**Your instructions:** Of all the entries below, retype only the lines from the one with "fn set_text(&mut self, text: &str);" through the one with "fn alt(&self) -> String;", exactly as they appear.

========

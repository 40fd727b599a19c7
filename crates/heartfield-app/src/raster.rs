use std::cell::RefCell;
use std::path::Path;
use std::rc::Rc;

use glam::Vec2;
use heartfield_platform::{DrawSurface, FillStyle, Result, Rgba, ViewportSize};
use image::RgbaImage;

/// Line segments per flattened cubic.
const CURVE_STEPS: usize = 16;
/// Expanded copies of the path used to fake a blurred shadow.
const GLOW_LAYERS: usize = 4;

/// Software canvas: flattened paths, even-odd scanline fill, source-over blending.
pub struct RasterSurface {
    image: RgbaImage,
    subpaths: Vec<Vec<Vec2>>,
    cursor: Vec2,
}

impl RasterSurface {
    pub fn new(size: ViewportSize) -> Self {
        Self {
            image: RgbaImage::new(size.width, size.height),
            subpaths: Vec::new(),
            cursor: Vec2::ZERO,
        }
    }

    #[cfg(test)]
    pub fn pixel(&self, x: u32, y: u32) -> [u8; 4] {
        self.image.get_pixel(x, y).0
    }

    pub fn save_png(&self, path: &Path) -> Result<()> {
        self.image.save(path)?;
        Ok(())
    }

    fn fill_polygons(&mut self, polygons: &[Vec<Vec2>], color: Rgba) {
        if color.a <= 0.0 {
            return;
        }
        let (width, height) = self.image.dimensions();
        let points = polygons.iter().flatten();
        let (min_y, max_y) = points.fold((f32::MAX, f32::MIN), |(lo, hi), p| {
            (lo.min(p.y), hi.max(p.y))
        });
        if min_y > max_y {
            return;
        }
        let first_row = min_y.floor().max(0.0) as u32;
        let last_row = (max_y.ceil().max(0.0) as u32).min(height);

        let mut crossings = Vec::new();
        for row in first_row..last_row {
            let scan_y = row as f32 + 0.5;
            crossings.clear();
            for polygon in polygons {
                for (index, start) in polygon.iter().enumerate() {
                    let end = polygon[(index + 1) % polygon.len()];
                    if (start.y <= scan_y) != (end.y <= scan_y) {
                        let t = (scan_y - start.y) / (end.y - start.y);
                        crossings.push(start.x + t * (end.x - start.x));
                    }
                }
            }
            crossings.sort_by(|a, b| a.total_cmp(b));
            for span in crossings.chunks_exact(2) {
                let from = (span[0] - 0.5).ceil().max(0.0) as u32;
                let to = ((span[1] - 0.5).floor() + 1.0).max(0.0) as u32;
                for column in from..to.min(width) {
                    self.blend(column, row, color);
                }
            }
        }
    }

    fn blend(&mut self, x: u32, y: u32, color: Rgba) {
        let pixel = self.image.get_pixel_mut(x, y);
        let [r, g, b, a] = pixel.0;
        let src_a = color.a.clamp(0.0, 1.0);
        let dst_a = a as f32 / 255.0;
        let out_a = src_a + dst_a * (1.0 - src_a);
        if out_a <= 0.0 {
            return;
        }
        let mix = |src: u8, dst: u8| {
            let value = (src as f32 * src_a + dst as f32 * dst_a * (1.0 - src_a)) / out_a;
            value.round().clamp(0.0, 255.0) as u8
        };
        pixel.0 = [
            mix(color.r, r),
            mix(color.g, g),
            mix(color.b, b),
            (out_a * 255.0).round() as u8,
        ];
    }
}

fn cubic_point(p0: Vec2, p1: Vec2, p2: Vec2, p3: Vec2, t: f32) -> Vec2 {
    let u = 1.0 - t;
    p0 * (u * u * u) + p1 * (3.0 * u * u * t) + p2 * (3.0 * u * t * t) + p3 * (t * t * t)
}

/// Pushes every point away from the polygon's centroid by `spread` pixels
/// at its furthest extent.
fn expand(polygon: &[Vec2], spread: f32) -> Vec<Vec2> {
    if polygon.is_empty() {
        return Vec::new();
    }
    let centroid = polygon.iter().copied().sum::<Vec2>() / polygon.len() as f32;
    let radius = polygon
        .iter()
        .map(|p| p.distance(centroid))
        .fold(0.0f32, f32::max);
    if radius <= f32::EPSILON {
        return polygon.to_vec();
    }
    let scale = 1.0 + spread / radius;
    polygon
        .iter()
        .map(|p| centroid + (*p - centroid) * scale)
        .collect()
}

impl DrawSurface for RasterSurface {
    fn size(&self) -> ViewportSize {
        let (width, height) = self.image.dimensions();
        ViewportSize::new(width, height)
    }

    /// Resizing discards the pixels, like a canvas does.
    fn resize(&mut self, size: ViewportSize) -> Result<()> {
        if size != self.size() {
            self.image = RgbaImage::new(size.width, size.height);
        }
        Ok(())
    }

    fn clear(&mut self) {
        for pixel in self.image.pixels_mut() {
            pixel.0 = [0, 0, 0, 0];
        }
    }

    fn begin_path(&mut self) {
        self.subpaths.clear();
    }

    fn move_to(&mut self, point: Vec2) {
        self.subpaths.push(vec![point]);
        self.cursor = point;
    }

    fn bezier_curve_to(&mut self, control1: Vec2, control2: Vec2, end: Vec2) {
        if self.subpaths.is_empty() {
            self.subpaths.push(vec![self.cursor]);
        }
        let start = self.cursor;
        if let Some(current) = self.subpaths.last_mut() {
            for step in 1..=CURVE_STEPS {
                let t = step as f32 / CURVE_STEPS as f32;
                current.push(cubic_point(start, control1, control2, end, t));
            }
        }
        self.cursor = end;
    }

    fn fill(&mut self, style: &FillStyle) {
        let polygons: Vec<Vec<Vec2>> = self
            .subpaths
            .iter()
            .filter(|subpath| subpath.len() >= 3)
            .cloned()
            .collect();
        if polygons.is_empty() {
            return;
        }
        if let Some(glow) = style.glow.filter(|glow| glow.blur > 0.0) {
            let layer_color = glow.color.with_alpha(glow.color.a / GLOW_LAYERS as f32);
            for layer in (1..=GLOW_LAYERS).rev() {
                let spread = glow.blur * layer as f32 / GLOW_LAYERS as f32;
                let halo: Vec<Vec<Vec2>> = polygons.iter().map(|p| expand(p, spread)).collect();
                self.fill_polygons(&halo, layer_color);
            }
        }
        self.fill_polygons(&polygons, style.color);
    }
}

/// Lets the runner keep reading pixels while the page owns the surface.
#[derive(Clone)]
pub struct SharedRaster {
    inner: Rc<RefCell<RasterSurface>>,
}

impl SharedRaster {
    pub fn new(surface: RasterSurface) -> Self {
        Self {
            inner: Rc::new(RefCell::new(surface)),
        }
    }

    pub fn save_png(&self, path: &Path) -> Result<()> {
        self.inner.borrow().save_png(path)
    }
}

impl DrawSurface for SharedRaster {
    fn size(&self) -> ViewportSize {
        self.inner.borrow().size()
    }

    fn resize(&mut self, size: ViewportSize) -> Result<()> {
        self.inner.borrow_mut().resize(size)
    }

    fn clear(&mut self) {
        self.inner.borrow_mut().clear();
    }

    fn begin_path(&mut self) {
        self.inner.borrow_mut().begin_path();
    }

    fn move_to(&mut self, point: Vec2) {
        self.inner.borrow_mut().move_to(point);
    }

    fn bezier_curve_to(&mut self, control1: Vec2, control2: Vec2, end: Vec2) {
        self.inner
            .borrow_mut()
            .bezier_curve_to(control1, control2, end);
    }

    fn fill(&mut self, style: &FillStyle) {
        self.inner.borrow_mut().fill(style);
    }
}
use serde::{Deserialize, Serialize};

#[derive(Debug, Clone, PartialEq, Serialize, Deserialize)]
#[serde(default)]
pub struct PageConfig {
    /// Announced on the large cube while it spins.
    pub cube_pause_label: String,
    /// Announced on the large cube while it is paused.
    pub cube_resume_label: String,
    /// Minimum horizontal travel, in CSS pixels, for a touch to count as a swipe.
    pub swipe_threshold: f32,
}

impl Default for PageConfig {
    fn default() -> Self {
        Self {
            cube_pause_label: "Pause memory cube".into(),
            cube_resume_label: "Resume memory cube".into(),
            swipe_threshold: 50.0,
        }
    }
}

========

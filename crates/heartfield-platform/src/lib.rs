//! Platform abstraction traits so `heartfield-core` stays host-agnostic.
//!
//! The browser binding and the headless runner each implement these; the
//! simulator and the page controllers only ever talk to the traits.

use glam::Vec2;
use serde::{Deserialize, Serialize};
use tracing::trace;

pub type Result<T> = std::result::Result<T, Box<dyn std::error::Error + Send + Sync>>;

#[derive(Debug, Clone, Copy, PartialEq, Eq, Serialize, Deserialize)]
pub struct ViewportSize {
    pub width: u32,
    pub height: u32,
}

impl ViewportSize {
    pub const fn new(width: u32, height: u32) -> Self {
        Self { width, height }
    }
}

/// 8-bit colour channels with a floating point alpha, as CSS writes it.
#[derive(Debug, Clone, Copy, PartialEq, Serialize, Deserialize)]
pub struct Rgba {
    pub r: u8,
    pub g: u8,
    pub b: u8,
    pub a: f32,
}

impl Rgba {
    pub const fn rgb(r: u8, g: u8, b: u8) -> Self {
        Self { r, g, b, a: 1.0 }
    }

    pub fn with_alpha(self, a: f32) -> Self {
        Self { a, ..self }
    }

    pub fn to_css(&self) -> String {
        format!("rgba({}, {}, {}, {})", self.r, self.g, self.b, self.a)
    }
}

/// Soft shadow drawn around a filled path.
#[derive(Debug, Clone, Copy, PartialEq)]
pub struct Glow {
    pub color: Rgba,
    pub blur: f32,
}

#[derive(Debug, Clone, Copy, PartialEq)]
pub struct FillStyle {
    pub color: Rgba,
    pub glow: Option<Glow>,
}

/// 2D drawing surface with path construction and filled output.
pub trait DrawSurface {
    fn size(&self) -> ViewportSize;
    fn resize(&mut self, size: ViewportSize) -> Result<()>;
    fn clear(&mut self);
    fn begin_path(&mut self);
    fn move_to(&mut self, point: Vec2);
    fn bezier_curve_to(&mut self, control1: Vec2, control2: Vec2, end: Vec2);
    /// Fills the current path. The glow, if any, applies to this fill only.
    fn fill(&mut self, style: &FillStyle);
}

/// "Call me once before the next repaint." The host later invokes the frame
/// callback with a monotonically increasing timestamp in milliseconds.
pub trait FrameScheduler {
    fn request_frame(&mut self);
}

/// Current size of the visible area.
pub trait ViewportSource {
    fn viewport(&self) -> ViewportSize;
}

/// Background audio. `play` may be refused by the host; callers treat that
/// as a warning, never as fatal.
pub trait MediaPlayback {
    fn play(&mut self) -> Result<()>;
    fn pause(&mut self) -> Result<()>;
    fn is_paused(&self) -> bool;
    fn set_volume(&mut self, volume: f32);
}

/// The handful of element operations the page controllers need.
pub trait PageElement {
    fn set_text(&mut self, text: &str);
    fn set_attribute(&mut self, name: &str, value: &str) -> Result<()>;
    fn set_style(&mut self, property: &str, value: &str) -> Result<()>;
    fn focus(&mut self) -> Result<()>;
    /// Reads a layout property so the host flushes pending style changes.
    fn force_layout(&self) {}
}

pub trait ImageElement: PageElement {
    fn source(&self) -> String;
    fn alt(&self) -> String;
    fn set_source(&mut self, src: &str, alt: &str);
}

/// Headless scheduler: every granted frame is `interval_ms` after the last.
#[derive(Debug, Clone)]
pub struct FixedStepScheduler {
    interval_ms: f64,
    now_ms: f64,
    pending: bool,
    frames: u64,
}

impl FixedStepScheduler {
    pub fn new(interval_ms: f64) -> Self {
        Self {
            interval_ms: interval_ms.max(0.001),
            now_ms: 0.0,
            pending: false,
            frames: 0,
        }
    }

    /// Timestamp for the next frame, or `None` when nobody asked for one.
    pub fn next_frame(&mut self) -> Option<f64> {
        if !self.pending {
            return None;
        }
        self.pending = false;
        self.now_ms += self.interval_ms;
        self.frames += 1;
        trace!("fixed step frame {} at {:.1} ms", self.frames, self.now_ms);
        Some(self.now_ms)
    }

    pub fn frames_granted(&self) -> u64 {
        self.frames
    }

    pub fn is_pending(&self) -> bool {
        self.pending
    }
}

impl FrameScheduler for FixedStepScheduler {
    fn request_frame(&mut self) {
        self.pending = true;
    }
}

========

**Result of this task:**
    fn set_text(&mut self, text: &str);
    fn set_attribute(&mut self, name: &str, value: &str) -> Result<()>;
    fn set_style(&mut self, property: &str, value: &str) -> Result<()>;
    fn focus(&mut self) -> Result<()>;
    /// Reads a layout property so the host flushes pending style changes.
    fn force_layout(&self) {}
}

pub trait ImageElement: PageElement {
    fn source(&self) -> String;
    fn alt(&self) -> String;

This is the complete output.